New records for Deutsche Post DHL Group: Group revenue increased to 94.4 billion euros last year thanks to the successful international business. EBIT also increased by 6 per cent to 8.4 billion euros. Shareholders can look forward to a dividend increase to 1.85 euros per share. In addition, the share buyback programme will be increased by 1 billion euros. The company has also achieved all non-financial targets around sustainability. For 2023, Deutsche Post DHL Group expects an EBIT between 6.0 and 7.0 billion euros. The EBIT target for 2025 is more than 8.0 billion euros.
A drop in sales and job cuts force Zalando to adopt a risky strategy
Last year, the online fashion retailer Zalando recorded a decline in turnover of 0.1 per cent to 10.3 billion euros. The adjusted operating profit also fell to 184.6 million euros after almost 425 million euros in the previous year. The pandemic also affected Zalando’s business. Group sales suffered from the declining propensity to buy; in the first quarter of 2022, Zalando had to report a decline in sales and even a loss. For 2023, the company expects a decrease in sales of one per cent in the worst case and growth of four per cent in the best chance.
Zalando is planning new fees for its partner programme and Connected Retail to generate additional revenue streams. In 2015, the company initiated its partner programme for manufacturers and other fashion retailers. More than 1,600 retailers and fashion brands now use Zalando’s partner programme. Connected Retail was launched in 2018 and aimed to help brick-and-mortar fashion retailers sell goods on Zalando through a software implementation. Since the Corona lockdown months, Zalando has waived commission, but that will soon end. Zalando needs to provide information about the amount of the costs. In addition, Zalando has announced that it will cut several hundred jobs to increase profitability.
The pressure on Zalando continues to rise as increased inflation and high costs of living weigh on consumer spending.
Amazon acts against fake reviews
Amazon filed lawsuits against six defendants selling fake reviews in February 2023, reports onlinemarktplatz.de. The cases are designed to protect Amazon customers and sales partners from fraud. The defendants provide fake review services to assist fraudsters who attempt to run Amazon sales accounts. Amazon has over 12,000 employees worldwide to protect its shops from fraud and abuse. It continues its efforts to hold malicious actors accountable.

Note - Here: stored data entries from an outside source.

//! Program schema registry.
//!
//! Each program contributes a [`ProgramSchema`] that can turn its raw
//! instruction and account bytes into [`DecodedInstruction`] and
//! [`DecodedAccount`] views. The registry routes by program id.

use std::{collections::HashMap, sync::Arc};

use solana_instruction::{AccountMeta, Instruction};
use solana_pubkey::Pubkey;

use crate::{
    error::CodecResult,
    program_error::{ErrorTable, ProgramErrorEntry},
    schema::{AccountSchema, InstructionArgs},
    types::{DecodedAccount, DecodedInstruction},
};

pub const UNKNOWN_PROGRAM: &str = "Unknown Program";

/// Trait implemented once per program.
pub trait ProgramSchema: Send + Sync {
    fn program_id(&self) -> Pubkey;

    /// Human-readable program name (e.g. "Vault Program").
    fn program_name(&self) -> &'static str;

    /// Decode instruction data. With `strict`, bytes past the arguments
    /// are an error.
    fn decode_instruction(
        &self,
        data: &[u8],
        accounts: &[AccountMeta],
        strict: bool,
    ) -> CodecResult<DecodedInstruction>;

    /// Decode the data of an account owned by this program.
    fn decode_account(&self, data: &[u8], strict: bool) -> CodecResult<DecodedAccount>;

    fn error_table(&self) -> Option<&ErrorTable> {
        None
    }
}

/// Display view of typed instruction arguments.
pub fn describe_instruction<A: InstructionArgs>(args: &A) -> DecodedInstruction {
    DecodedInstruction::with_fields_and_accounts(
        A::NAME,
        A::DISCRIMINATOR,
        args.fields(),
        A::ACCOUNT_NAMES
            .iter()
            .map(|name| name.to_string())
            .collect(),
    )
}

/// Display view of a typed account.
pub fn describe_account<A: AccountSchema>(account: &A) -> DecodedAccount {
    DecodedAccount {
        name: A::NAME.to_string(),
        discriminator: A::DISCRIMINATOR,
        fields: account.fields(),
    }
}

/// Names of runtime programs that ship without a schema.
fn builtin_program_name(program_id: &Pubkey) -> Option<&'static str> {
    const BUILTINS: &[(&str, &str)] = &[
        ("11111111111111111111111111111111", "System Program"),
        (
            "ComputeBudget111111111111111111111111111111",
            "Compute Budget",
        ),
        (
            "TokenkegQfeZyiNwAJbNbGKPFXCWuBvf9Ss623VQ5DA",
            "Token Program",
        ),
        (
            "TokenzQdBNbLqP5VEhdkAS6EPFLC1PHnBqCXEpPxuEb",
            "Token 2022 Program",
        ),
        (
            "ATokenGPvbdGVxr1b2hvZbsiqW5xWH25efTNsLJA8knL",
            "Associated Token Program",
        ),
    ];
    let id = program_id.to_string();
    BUILTINS
        .iter()
        .find(|(address, _)| *address == id)
        .map(|(_, name)| *name)
}

/// Registry of program schemas keyed by program id.
#[derive(Clone, Default)]
pub struct ProgramRegistry {
    programs: HashMap<Pubkey, Arc<dyn ProgramSchema>>,
}

impl std::fmt::Debug for ProgramRegistry {
    fn fmt(&self, f: &mut std::fmt::Formatter<'_>) -> std::fmt::Result {
        let mut names: Vec<_> = self.programs.values().map(|p| p.program_name()).collect();
        names.sort_unstable();
        f.debug_struct("ProgramRegistry")
            .field("programs", &names)
            .finish()
    }
}

impl ProgramRegistry {
    pub fn new() -> Self {
        Self::default()
    }

    /// Register a schema. A later registration for the same program id
    /// replaces the earlier one.
    pub fn register(&mut self, schema: Box<dyn ProgramSchema>) {
        let program_id = schema.program_id();
        tracing::debug!(%program_id, name = schema.program_name(), "program registered");
        self.programs.insert(program_id, Arc::from(schema));
    }

    pub fn register_all(&mut self, schemas: Vec<Box<dyn ProgramSchema>>) {
        for schema in schemas {
            self.register(schema);
        }
    }

    pub fn has_program(&self, program_id: &Pubkey) -> bool {
        self.programs.contains_key(program_id)
    }

    pub fn get(&self, program_id: &Pubkey) -> Option<&Arc<dyn ProgramSchema>> {
        self.programs.get(program_id)
    }

    pub fn len(&self) -> usize {
        self.programs.len()
    }

    pub fn is_empty(&self) -> bool {
        self.programs.is_empty()
    }

    /// Registered name, a builtin runtime program name, or
    /// [`UNKNOWN_PROGRAM`].
    pub fn program_name(&self, program_id: &Pubkey) -> &'static str {
        self.get(program_id)
            .map(|schema| schema.program_name())
            .or_else(|| builtin_program_name(program_id))
            .unwrap_or(UNKNOWN_PROGRAM)
    }

    /// Decode `ix` with its program's schema. `None` when the program is
    /// not registered.
    pub fn decode_instruction(
        &self,
        ix: &Instruction,
        strict: bool,
    ) -> Option<CodecResult<DecodedInstruction>> {
        let Some(schema) = self.get(&ix.program_id) else {
            tracing::trace!(program_id = %ix.program_id, "no schema for program");
            return None;
        };
        Some(schema.decode_instruction(&ix.data, &ix.accounts, strict))
    }

    /// Decode account data owned by `owner`. `None` when the owner is not
    /// registered.
    pub fn decode_account(
        &self,
        owner: &Pubkey,
        data: &[u8],
        strict: bool,
    ) -> Option<CodecResult<DecodedAccount>> {
        self.get(owner)
            .map(|schema| schema.decode_account(data, strict))
    }

    /// Resolve a custom program error code for `program_id`.
    pub fn lookup_error(
        &self,
        program_id: &Pubkey,
        code: u32,
    ) -> Option<&'static ProgramErrorEntry> {
        self.get(program_id)?.error_table()?.lookup(code)
    }
}
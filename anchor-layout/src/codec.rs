//! Codec traits and the primitive codec.
//!
//! Wire rules for primitives:
//! - integers and floats: fixed width, little-endian, no padding
//! - `bool`: one byte, `0` or `1`
//! - `Pubkey`: 32 raw bytes

use solana_pubkey::Pubkey;

use crate::{
    cursor::{Reader, Writer},
    error::{CodecError, CodecResult},
};

/// Static size facts about a schema.
pub trait Layout {
    /// Smallest number of bytes any encoded value of this type occupies.
    ///
    /// Used to reject length prefixes that cannot possibly fit in the
    /// remaining input before allocating for them.
    const MIN_LEN: usize;

    /// Exact encoded size when every value has the same size.
    const FIXED_LEN: Option<usize> = None;
}

pub trait Encode: Layout {
    /// Number of bytes [`encode`](Encode::encode) writes for this value.
    fn encoded_len(&self) -> usize;

    fn encode(&self, writer: &mut Writer<'_>) -> CodecResult<()>;
}

pub trait Decode: Layout + Sized {
    fn decode(reader: &mut Reader<'_>) -> CodecResult<Self>;
}

/// Fixed size of `T`, summed the way record layouts sum their fields.
pub const fn sum_fixed(a: Option<usize>, b: Option<usize>) -> Option<usize> {
    match (a, b) {
        (Some(a), Some(b)) => Some(a + b),
        _ => None,
    }
}

macro_rules! impl_le_primitive {
    ($($ty:ty),* $(,)?) => {
        $(
            impl Layout for $ty {
                const MIN_LEN: usize = core::mem::size_of::<$ty>();
                const FIXED_LEN: Option<usize> = Some(core::mem::size_of::<$ty>());
            }

            impl Encode for $ty {
                #[inline]
                fn encoded_len(&self) -> usize {
                    core::mem::size_of::<$ty>()
                }

                #[inline]
                fn encode(&self, writer: &mut Writer<'_>) -> CodecResult<()> {
                    writer.write_bytes(&self.to_le_bytes())
                }
            }

            impl Decode for $ty {
                #[inline]
                fn decode(reader: &mut Reader<'_>) -> CodecResult<Self> {
                    Ok(<$ty>::from_le_bytes(reader.read_array()?))
                }
            }
        )*
    };
}

impl_le_primitive!(u8, u16, u32, u64, u128, i8, i16, i32, i64, i128, f32, f64);

impl Layout for bool {
    const MIN_LEN: usize = 1;
    const FIXED_LEN: Option<usize> = Some(1);
}

impl Encode for bool {
    fn encoded_len(&self) -> usize {
        1
    }

    fn encode(&self, writer: &mut Writer<'_>) -> CodecResult<()> {
        writer.write_u8(u8::from(*self))
    }
}

impl Decode for bool {
    fn decode(reader: &mut Reader<'_>) -> CodecResult<Self> {
        let offset = reader.position();
        match reader.read_u8()? {
            0 => Ok(false),
            1 => Ok(true),
            value => Err(CodecError::InvalidBool { offset, value }),
        }
    }
}

impl Layout for Pubkey {
    const MIN_LEN: usize = 32;
    const FIXED_LEN: Option<usize> = Some(32);
}

impl Encode for Pubkey {
    fn encoded_len(&self) -> usize {
        32
    }

    fn encode(&self, writer: &mut Writer<'_>) -> CodecResult<()> {
        writer.write_bytes(self.as_ref())
    }
}

impl Decode for Pubkey {
    fn decode(reader: &mut Reader<'_>) -> CodecResult<Self> {
        Ok(Pubkey::new_from_array(reader.read_array()?))
    }
}

impl<T: Layout> Layout for Box<T> {
    const MIN_LEN: usize = T::MIN_LEN;
    const FIXED_LEN: Option<usize> = T::FIXED_LEN;
}

impl<T: Encode> Encode for Box<T> {
    fn encoded_len(&self) -> usize {
        self.as_ref().encoded_len()
    }

    fn encode(&self, writer: &mut Writer<'_>) -> CodecResult<()> {
        self.as_ref().encode(writer)
    }
}

impl<T: Decode> Decode for Box<T> {
    fn decode(reader: &mut Reader<'_>) -> CodecResult<Self> {
        T::decode(reader).map(Box::new)
    }
}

Amazon already took legal action in 2022 against more than 90 malicious actors who have enabled and solicited fake reviews.
Stricter obligations for payment service providers in the EU
Payment service providers will have new obligations starting January 1, 2024, as part of the fight against VAT fraud in cross-border commercial transactions. Providers must keep detailed records of cross-border payments and provide information to tax authorities about certain cross-border payments. This information will be collected via an XML file and transmitted to the European database ‘CESOP’, a central electronic system for payment information. CESOP will store, compare, and analyse the information provided by Member States and make the results of those analyses available to Eurofisc liaison officers, who specialise in fighting VAT fraud. The payment service providers must pass on the XML files containing payment data to the Belgian tax authorities via the MyMinfin portal at the latest at the end of the month following the calendar quarter to which the information relates.
Cargo throughput declined in 2022: German seaports face challenges
The volume of goods handled in German seaports fell by 3.2% in 2022, with goods received from abroad declining less sharply than the volume of goods shipped abroad, the Federal Statistical Office reports. Hamburg was Germany’s largest seaport, but Sweden has replaced Russia as the largest trading partner. Most fossil fuels came from the USA. Container throughput fell by 6.3%, with China accounting for a good fifth of German container throughput.
VAT exemption: Slovenia wins ECJ case
The Court of Justice of the European Union has ruled that Slovenia was right to refuse new evidence of eligibility for VAT exemption, reports taxlive.nl. The case stems from an investigation against Nec Plus Ultra Cosmetics AG, which had supplied cosmetics to a Croatian and a Romanian customer. The goods were stored in a Slovenian warehouse and transported to another EU Member State at the customer’s expense. The Slovenian tax authorities were convinced that Nec could not prove that the cosmetics were transported outside Slovenia, which would have been decisive for VAT exemption. Nec argued that evidence presented after the tax audit should have been considered. Still, the Slovenian court referred the matter to the EU Court of Justice, which upheld Slovenia’s position. The ruling underlines the importance of respecting the principles of equivalence and effectiveness when interpreting EU law.